Scan the records for the string "RecipeRepository" and state how many lines contain it, using the number alone.

* **Material provided**:

»»

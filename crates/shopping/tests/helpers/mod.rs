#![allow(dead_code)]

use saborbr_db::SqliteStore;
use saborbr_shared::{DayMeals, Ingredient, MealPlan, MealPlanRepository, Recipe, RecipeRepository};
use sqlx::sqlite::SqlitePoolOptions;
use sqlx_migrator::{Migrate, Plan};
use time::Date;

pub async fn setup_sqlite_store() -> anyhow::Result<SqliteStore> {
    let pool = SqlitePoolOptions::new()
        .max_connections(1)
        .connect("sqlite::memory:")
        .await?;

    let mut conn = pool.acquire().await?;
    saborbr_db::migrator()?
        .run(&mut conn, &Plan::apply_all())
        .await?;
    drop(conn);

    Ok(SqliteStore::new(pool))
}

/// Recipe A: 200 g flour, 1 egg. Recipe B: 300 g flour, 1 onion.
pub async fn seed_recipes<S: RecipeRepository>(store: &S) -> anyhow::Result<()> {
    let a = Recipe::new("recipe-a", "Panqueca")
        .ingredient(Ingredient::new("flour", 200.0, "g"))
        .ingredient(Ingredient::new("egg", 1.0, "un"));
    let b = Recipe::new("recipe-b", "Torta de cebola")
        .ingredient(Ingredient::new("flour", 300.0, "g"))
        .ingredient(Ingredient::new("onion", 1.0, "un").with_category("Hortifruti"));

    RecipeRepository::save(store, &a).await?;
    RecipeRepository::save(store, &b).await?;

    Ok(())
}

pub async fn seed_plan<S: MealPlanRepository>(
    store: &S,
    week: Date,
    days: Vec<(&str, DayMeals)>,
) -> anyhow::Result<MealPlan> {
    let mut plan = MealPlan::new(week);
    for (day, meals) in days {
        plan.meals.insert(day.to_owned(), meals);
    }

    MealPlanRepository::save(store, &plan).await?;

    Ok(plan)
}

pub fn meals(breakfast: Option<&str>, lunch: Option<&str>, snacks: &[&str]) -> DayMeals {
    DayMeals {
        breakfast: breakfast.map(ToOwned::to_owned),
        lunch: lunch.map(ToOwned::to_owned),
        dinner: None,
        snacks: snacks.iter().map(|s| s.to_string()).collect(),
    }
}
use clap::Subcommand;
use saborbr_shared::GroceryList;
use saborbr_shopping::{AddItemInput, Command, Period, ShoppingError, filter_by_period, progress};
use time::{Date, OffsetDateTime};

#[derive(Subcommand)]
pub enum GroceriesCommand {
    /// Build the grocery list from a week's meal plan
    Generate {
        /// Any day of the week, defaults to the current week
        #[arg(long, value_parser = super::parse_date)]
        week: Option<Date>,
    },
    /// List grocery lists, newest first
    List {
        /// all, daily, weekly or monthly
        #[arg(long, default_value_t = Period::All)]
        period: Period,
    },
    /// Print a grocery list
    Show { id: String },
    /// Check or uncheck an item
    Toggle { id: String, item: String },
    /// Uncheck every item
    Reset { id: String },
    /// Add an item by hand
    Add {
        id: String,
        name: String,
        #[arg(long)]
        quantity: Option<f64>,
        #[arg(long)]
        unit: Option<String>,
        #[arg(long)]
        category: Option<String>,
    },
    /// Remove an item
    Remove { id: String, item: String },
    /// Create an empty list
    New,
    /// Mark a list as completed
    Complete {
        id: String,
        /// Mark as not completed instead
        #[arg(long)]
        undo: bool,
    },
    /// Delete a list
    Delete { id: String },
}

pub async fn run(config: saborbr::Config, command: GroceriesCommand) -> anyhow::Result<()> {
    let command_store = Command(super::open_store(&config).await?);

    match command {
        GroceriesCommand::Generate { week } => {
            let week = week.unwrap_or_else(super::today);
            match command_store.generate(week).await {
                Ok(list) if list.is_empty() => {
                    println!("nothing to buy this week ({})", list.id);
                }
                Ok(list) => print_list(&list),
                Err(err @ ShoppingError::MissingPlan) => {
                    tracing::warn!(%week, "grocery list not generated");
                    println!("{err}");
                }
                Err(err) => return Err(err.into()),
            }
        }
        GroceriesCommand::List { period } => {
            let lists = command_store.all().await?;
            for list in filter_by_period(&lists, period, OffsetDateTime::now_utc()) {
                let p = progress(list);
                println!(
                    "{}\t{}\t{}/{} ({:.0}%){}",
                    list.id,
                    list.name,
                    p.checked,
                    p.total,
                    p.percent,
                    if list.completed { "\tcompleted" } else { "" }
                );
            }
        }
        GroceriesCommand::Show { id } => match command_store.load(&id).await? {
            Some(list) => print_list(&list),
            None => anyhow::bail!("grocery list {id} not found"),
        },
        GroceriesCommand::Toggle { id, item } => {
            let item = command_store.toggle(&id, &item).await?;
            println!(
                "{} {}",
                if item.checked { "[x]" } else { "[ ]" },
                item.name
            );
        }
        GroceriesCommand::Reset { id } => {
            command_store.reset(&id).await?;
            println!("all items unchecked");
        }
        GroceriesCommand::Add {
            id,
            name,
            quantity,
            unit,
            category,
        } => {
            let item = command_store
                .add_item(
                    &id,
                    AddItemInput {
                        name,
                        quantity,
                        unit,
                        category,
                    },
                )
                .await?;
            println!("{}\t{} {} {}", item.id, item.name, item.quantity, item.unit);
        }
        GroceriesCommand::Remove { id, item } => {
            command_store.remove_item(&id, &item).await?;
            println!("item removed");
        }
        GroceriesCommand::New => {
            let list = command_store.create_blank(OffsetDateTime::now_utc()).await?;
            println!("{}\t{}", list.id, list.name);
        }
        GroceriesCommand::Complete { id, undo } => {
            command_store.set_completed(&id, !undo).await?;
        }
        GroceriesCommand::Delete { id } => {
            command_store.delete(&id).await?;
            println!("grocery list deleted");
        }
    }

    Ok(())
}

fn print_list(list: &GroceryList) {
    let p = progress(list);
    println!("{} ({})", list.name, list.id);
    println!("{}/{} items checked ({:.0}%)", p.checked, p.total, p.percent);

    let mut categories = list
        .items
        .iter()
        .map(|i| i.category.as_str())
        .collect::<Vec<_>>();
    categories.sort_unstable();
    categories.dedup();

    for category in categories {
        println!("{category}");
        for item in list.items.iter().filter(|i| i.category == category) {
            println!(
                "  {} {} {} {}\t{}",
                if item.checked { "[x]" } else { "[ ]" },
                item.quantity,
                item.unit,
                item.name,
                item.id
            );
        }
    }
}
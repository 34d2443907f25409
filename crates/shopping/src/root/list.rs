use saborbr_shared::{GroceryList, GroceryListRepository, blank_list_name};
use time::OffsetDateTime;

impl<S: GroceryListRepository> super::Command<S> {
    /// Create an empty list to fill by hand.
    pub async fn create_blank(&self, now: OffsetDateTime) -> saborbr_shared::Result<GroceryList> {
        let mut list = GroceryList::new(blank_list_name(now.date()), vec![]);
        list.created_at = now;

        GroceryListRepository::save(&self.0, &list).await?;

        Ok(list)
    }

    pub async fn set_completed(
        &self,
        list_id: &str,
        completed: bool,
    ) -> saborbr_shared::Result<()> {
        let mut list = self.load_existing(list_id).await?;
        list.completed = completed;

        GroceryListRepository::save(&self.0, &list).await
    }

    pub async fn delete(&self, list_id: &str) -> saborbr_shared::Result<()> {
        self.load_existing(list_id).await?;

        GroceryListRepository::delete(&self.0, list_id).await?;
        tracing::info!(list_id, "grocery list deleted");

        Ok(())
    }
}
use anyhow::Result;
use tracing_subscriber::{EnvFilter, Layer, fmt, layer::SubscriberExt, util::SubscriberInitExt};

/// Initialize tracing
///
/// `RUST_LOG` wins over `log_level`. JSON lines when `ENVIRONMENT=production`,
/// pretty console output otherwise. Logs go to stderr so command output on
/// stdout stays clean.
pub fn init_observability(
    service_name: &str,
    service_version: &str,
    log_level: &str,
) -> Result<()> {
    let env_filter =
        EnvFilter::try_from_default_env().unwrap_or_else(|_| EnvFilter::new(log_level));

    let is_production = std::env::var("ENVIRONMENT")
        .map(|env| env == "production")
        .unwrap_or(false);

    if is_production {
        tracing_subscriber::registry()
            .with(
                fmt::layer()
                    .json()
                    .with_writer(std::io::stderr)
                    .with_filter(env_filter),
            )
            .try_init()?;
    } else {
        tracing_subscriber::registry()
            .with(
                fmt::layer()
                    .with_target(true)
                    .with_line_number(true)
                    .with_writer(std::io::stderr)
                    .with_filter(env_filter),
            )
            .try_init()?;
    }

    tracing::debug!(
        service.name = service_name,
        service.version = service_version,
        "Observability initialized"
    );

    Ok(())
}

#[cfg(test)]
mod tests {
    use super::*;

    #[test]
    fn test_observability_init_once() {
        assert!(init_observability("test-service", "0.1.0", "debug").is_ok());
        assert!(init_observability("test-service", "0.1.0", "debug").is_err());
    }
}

««
»»

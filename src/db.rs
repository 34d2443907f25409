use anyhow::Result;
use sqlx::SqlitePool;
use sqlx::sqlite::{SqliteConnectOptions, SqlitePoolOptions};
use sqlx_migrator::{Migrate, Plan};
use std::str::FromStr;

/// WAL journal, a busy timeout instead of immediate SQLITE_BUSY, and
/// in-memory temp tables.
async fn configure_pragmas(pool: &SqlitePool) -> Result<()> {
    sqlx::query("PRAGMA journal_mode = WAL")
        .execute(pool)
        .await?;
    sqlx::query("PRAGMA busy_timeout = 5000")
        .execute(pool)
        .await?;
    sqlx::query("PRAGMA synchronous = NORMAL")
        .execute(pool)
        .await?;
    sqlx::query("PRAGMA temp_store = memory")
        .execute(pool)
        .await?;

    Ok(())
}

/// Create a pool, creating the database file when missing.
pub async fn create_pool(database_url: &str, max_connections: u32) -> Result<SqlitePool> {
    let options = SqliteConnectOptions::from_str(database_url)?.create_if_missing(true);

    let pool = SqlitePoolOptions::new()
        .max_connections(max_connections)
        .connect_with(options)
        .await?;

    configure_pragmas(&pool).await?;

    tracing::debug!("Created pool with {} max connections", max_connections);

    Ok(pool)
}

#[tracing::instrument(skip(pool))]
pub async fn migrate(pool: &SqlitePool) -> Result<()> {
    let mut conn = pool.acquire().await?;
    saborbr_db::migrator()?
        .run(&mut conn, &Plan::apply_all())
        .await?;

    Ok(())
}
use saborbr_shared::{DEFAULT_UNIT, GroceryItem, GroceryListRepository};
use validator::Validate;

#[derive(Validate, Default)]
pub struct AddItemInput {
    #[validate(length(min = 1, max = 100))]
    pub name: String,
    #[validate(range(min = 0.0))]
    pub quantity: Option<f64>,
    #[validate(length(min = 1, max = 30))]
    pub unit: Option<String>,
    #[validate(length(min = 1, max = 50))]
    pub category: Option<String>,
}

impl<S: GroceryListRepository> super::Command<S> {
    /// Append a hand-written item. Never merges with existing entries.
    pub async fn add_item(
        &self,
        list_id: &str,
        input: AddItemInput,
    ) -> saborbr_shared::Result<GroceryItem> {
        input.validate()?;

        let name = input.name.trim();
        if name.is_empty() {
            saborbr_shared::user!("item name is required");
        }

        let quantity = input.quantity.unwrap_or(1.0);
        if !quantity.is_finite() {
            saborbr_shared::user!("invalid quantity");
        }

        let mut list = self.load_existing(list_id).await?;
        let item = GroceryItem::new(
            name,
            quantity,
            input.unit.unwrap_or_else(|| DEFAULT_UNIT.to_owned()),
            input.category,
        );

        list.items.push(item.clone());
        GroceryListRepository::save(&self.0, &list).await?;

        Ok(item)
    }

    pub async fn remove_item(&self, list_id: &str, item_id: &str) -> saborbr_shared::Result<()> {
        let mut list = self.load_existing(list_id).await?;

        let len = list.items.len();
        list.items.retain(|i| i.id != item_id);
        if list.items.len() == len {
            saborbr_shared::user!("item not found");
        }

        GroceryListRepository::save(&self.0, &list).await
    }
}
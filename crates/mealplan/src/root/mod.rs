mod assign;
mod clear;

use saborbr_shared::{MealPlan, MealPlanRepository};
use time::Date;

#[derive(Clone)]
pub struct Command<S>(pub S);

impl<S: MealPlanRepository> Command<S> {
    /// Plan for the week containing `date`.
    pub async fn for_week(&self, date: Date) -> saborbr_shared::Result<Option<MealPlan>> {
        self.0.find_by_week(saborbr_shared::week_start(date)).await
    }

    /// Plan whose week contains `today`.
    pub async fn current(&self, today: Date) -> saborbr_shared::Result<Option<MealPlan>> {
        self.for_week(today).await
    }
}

««

* **Solution**: 4